*** Input records ***
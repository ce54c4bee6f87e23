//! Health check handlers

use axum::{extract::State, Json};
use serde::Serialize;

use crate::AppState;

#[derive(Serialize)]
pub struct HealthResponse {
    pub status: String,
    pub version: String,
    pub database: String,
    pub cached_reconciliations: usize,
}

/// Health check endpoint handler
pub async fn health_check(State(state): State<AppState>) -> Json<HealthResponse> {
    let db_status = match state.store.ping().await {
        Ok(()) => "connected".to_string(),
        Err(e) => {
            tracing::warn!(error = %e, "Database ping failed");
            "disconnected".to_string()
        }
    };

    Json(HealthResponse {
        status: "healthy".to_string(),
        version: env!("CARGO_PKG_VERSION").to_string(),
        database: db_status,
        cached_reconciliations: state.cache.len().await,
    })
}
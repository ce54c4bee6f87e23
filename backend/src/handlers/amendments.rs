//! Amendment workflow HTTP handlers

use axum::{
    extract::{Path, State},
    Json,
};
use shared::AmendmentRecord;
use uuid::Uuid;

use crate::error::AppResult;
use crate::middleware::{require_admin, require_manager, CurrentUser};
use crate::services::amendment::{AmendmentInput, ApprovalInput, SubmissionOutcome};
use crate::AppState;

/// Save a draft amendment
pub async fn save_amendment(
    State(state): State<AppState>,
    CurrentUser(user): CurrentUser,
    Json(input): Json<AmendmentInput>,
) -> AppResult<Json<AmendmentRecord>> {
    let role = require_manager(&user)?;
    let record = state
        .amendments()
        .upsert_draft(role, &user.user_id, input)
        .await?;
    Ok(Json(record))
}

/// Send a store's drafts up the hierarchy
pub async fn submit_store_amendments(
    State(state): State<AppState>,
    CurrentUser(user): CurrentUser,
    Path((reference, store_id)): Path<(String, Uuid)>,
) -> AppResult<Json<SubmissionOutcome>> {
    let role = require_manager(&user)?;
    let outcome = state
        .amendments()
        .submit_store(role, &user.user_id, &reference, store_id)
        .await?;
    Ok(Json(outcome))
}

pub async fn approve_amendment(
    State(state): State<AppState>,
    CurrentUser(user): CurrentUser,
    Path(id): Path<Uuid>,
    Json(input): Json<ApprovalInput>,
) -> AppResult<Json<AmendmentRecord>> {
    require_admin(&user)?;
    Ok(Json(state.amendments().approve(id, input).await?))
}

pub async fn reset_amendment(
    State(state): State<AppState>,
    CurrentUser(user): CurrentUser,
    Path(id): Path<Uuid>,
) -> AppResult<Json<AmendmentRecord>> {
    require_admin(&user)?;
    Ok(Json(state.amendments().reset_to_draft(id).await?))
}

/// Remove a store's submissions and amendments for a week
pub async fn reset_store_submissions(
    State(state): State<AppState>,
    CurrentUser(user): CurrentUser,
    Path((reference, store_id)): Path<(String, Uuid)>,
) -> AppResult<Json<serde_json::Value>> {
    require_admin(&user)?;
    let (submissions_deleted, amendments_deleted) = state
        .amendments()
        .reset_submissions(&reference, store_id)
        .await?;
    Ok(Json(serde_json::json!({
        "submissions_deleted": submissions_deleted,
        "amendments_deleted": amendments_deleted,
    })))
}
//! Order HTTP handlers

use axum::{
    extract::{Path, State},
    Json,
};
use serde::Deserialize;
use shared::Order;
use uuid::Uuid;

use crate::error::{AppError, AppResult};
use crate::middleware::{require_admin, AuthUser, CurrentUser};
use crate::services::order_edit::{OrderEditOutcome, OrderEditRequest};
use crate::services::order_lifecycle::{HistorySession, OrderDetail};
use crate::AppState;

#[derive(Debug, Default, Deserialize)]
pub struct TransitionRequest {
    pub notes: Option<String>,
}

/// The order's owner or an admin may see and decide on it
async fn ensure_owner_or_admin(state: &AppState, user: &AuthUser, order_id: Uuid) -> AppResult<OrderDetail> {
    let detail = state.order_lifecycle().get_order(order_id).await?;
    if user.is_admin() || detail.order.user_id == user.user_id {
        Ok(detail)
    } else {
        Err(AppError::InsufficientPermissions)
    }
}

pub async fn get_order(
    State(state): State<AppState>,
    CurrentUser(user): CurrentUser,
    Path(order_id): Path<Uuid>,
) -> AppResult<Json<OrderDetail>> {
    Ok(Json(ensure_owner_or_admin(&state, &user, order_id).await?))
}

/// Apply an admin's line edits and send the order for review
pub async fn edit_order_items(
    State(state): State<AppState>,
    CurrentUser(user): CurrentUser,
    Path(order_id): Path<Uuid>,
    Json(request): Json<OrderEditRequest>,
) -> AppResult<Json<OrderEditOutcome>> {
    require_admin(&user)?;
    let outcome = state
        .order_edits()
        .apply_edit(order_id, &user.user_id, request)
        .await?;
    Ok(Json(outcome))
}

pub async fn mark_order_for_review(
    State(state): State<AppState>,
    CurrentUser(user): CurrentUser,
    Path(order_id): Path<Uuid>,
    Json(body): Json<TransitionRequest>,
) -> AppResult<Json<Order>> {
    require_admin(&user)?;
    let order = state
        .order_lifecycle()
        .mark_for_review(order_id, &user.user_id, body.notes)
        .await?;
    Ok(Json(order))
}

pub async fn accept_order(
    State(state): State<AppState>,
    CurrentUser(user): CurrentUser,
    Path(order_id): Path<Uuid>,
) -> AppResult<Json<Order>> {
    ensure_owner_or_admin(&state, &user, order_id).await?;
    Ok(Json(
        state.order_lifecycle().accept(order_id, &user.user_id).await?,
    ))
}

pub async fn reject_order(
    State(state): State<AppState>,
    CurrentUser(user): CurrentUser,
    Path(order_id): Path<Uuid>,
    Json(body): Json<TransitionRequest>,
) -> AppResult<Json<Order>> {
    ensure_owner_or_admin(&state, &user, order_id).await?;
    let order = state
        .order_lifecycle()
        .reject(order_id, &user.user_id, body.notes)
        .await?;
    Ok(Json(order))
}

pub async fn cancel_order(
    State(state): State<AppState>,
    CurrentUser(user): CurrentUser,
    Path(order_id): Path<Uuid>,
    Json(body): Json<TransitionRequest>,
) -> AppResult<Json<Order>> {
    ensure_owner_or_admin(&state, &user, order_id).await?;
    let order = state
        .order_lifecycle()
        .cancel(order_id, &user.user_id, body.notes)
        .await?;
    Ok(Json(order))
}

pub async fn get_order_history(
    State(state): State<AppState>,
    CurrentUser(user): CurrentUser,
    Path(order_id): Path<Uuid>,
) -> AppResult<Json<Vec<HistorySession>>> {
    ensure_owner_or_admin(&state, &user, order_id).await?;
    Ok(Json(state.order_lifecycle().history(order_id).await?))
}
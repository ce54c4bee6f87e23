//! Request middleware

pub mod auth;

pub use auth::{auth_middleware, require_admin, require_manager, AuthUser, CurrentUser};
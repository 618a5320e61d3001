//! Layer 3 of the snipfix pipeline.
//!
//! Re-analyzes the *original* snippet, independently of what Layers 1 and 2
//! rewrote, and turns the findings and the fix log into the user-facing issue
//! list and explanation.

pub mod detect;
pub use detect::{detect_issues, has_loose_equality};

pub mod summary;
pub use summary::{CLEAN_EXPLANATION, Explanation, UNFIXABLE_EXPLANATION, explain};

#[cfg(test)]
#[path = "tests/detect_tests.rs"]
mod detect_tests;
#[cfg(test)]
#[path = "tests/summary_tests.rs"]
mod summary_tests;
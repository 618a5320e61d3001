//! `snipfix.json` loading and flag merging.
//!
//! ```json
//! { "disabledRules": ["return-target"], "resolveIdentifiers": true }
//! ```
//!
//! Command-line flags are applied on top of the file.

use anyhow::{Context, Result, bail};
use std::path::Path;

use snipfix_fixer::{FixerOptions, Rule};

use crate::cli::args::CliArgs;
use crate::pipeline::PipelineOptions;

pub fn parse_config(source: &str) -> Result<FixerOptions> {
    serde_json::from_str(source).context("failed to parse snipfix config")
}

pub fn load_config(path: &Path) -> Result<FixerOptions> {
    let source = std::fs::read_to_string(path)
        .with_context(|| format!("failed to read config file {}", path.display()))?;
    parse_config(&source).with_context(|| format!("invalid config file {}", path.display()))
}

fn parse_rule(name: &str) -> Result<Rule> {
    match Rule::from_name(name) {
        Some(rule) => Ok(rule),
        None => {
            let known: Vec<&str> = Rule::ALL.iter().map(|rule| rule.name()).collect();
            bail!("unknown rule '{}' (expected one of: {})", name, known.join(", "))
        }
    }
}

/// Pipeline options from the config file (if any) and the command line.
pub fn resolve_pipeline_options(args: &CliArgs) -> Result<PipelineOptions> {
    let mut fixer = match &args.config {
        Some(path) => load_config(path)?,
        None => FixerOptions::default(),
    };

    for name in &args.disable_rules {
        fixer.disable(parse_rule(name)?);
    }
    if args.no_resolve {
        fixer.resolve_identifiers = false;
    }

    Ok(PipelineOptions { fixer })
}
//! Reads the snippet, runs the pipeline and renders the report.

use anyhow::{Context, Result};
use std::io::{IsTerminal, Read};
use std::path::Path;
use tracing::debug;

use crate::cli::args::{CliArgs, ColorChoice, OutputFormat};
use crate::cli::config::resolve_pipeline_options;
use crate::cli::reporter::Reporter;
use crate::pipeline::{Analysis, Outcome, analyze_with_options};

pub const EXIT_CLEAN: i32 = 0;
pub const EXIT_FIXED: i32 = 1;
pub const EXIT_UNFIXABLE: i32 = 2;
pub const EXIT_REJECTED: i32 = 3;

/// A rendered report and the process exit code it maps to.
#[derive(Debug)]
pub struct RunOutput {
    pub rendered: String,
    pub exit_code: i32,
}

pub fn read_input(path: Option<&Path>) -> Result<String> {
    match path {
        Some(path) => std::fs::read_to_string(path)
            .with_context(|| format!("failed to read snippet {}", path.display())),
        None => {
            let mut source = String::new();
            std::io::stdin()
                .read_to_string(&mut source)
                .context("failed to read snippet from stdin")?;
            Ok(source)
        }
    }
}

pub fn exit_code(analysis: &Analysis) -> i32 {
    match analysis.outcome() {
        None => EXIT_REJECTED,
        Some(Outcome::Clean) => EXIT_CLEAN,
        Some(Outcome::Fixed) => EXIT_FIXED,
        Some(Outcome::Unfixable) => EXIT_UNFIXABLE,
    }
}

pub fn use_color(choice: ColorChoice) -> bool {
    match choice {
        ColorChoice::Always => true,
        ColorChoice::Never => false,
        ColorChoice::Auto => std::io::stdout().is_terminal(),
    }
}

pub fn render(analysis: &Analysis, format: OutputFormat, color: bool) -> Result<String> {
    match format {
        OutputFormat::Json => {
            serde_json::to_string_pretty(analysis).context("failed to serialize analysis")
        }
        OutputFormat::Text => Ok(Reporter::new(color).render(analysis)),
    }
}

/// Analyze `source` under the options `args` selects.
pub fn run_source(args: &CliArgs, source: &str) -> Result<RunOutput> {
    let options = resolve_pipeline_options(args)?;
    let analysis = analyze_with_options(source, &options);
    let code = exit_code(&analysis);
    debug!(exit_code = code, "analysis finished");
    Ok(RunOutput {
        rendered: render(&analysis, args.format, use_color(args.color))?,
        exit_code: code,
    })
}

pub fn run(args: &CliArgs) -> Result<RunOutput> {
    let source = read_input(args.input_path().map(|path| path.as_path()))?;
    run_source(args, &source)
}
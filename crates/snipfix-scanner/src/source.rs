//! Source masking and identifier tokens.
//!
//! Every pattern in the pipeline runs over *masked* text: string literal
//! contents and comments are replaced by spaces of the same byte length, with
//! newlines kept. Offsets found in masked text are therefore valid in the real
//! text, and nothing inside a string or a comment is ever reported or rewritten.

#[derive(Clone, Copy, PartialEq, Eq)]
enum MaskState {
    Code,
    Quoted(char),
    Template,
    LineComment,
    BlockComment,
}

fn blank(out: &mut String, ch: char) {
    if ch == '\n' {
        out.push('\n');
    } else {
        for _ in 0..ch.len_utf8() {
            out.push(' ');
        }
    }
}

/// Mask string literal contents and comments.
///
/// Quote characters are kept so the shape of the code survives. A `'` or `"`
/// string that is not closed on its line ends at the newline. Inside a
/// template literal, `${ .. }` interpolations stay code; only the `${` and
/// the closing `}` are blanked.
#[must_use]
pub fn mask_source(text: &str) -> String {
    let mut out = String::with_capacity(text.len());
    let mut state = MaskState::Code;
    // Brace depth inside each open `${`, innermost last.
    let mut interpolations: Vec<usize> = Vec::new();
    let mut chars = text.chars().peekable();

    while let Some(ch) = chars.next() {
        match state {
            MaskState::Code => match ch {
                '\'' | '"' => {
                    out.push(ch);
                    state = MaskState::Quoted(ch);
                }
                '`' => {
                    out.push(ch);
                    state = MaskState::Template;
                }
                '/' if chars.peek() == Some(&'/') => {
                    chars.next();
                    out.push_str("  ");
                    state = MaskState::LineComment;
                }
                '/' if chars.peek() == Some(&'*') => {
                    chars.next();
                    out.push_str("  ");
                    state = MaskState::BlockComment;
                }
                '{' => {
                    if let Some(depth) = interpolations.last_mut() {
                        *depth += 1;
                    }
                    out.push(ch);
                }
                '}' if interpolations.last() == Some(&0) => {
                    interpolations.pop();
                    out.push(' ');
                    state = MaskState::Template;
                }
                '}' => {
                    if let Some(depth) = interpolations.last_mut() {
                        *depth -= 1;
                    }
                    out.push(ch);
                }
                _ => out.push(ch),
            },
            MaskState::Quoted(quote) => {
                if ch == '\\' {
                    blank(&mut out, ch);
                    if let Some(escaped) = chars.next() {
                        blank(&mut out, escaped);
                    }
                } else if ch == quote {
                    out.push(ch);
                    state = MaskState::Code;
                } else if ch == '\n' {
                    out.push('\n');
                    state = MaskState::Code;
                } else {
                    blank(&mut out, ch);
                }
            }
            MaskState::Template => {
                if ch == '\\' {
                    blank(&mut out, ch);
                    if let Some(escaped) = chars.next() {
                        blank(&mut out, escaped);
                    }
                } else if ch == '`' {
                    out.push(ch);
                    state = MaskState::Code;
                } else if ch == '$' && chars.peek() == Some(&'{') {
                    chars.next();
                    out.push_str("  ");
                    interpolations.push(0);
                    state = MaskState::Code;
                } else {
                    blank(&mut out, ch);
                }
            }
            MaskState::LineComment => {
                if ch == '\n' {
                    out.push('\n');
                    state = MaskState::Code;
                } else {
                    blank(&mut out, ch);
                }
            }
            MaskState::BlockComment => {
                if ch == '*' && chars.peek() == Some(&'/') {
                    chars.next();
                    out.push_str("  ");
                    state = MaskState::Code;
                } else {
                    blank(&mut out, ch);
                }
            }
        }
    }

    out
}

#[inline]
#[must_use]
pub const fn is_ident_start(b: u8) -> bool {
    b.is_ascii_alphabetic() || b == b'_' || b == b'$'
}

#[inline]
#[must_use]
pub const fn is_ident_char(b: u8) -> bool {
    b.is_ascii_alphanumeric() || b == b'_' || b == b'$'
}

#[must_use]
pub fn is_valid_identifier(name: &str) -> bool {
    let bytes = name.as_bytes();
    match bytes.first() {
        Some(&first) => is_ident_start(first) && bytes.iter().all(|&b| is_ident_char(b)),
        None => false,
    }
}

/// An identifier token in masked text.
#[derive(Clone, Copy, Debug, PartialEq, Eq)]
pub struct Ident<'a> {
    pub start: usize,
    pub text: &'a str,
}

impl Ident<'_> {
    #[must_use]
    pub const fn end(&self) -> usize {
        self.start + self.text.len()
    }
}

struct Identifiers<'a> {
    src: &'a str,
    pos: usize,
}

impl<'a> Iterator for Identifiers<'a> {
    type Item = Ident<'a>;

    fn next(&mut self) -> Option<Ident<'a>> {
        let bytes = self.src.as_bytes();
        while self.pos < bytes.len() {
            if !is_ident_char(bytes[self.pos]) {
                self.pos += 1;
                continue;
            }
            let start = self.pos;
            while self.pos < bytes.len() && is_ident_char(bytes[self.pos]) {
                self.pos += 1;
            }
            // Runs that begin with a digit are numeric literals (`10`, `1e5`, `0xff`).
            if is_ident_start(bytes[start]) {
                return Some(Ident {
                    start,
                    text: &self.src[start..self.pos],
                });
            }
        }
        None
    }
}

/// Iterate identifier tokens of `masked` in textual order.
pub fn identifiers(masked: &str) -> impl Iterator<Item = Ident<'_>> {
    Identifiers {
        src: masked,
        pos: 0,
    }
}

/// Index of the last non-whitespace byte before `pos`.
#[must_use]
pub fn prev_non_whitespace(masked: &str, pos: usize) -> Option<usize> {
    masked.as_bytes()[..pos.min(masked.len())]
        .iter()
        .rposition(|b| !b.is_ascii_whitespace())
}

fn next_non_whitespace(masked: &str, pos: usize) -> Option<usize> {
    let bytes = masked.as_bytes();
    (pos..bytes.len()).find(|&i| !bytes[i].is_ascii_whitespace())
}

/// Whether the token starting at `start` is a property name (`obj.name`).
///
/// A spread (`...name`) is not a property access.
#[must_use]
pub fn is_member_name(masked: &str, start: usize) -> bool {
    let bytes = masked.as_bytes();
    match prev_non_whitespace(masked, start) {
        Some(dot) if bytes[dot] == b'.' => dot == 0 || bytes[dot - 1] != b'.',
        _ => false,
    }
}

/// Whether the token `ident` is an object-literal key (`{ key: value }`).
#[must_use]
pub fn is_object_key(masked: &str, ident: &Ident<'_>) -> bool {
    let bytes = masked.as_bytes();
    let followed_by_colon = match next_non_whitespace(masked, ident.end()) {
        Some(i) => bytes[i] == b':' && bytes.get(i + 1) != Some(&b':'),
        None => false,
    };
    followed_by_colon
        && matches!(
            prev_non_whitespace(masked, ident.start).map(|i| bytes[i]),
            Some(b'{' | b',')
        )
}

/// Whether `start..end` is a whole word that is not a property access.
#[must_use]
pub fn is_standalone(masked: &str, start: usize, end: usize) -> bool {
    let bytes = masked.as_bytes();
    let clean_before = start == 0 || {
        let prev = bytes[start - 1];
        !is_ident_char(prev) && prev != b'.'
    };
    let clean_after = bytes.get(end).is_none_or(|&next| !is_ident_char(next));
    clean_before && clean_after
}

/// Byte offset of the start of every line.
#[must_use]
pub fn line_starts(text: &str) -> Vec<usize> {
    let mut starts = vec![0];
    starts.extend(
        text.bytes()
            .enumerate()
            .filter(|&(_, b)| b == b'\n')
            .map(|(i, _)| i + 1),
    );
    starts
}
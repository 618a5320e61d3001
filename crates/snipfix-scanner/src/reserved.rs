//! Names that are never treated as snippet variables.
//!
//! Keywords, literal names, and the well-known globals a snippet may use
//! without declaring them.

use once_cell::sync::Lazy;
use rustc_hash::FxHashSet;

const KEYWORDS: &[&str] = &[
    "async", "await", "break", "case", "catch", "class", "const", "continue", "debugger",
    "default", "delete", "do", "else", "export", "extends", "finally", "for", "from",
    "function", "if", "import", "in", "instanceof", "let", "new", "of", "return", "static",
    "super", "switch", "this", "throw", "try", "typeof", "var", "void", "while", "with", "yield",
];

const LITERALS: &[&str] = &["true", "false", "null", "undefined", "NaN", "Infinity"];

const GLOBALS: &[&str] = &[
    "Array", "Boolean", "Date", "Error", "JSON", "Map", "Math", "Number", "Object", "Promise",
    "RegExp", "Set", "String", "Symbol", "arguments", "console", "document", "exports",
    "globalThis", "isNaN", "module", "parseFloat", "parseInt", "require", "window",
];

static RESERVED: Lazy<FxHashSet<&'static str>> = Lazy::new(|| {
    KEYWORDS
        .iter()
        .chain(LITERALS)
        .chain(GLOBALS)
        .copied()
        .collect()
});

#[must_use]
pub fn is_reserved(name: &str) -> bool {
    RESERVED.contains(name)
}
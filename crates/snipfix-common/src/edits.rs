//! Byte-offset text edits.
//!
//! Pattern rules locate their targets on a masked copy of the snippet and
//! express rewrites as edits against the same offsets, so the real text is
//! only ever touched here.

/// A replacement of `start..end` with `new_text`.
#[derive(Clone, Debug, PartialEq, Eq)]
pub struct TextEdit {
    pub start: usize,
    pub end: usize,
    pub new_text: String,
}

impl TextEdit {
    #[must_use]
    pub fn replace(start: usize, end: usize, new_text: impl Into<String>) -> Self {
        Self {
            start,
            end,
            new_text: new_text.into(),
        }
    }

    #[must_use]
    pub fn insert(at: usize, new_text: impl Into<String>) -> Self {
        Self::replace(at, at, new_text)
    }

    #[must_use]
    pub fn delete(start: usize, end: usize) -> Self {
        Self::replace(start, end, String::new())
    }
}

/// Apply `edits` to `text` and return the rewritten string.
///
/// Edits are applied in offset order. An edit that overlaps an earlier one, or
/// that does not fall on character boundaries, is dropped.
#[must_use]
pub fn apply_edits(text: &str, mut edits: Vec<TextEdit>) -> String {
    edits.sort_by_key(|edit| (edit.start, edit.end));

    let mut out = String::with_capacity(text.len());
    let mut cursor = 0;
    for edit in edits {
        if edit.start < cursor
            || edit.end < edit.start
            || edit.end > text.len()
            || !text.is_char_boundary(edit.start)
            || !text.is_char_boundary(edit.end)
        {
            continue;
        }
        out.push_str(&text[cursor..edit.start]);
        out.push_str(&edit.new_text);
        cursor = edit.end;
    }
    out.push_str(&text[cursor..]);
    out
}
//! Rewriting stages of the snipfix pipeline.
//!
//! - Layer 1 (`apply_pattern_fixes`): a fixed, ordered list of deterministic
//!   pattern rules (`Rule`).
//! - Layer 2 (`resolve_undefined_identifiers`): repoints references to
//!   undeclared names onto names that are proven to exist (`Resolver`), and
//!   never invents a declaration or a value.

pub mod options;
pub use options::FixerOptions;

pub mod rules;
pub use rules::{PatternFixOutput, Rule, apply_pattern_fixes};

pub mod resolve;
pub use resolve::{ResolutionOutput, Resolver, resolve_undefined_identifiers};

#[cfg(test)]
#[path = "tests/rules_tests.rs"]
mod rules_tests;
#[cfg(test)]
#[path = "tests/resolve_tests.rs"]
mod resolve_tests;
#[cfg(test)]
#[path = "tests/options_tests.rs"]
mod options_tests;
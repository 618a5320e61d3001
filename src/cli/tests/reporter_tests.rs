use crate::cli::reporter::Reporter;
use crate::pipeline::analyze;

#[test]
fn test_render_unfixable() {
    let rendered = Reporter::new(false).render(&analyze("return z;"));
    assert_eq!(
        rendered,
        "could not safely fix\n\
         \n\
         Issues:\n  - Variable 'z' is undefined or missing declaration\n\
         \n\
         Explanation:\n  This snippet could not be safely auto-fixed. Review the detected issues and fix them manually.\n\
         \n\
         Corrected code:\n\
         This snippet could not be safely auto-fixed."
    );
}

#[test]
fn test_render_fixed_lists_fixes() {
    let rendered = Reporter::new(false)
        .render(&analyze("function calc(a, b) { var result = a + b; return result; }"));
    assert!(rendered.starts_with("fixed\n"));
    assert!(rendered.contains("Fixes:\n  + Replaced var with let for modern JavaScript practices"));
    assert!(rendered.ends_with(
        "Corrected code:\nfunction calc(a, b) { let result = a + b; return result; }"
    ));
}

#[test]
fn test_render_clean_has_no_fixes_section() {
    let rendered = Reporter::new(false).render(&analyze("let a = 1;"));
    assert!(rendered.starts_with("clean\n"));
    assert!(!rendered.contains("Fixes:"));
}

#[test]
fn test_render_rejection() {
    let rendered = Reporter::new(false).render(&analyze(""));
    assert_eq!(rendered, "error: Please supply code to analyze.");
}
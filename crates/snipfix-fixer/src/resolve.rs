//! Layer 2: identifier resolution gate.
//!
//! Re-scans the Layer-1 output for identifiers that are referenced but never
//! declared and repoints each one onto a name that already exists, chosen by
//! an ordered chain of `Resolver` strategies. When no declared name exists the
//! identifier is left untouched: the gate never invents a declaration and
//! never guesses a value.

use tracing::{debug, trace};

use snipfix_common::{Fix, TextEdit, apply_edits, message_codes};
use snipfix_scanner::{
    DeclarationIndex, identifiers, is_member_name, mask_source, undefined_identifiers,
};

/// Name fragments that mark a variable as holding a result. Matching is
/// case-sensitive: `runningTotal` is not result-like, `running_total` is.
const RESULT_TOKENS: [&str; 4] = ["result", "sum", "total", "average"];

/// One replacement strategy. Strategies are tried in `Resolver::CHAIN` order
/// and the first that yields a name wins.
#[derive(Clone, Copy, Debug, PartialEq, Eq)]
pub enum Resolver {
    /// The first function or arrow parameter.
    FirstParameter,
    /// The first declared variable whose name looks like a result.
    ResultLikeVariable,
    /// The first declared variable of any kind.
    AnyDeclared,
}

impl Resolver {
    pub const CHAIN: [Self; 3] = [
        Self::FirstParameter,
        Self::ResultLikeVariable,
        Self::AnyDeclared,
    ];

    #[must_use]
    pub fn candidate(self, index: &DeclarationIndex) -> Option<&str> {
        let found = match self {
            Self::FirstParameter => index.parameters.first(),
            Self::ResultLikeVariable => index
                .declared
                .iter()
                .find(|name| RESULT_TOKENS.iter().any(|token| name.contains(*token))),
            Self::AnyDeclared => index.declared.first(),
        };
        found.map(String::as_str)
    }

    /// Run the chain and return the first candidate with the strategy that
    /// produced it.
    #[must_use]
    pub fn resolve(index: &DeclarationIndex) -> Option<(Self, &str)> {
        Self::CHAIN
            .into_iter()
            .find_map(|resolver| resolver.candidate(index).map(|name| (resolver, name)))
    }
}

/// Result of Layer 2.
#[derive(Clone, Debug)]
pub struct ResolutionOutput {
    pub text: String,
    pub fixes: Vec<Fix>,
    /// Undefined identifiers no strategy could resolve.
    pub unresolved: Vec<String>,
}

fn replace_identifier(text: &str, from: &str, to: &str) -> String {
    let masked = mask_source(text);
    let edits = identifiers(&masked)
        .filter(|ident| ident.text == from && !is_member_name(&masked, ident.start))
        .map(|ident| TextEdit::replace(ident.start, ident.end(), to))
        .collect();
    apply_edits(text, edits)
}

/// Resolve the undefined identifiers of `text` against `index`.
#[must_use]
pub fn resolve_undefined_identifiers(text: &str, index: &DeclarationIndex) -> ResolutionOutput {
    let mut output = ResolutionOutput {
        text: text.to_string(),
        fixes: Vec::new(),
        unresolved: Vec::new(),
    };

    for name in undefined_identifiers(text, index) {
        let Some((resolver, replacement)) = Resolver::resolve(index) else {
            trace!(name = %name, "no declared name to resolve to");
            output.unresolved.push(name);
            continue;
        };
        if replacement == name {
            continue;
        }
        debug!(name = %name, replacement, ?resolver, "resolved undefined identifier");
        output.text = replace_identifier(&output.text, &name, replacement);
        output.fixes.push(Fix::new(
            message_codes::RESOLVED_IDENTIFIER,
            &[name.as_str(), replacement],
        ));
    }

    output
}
***
Assignment:
Above are the entries. Quote exactly the lines from the one bearing "pub const EXIT_UNFIXABLE: i32 = 2;" through the one bearing "read snippet from".

Answer for this exercise:
pub const EXIT_UNFIXABLE: i32 = 2;
pub const EXIT_REJECTED: i32 = 3;

/// A rendered report and the process exit code it maps to.
#[derive(Debug)]
pub struct RunOutput {
    pub rendered: String,
    pub exit_code: i32,
}

pub fn read_input(path: Option<&Path>) -> Result<String> {
    match path {
        Some(path) => std::fs::read_to_string(path)
            .with_context(|| format!("failed to read snippet {}", path.display())),
        None => {
            let mut source = String::new();
            std::io::stdin()
                .read_to_string(&mut source)
                .context("failed to read snippet from stdin")?;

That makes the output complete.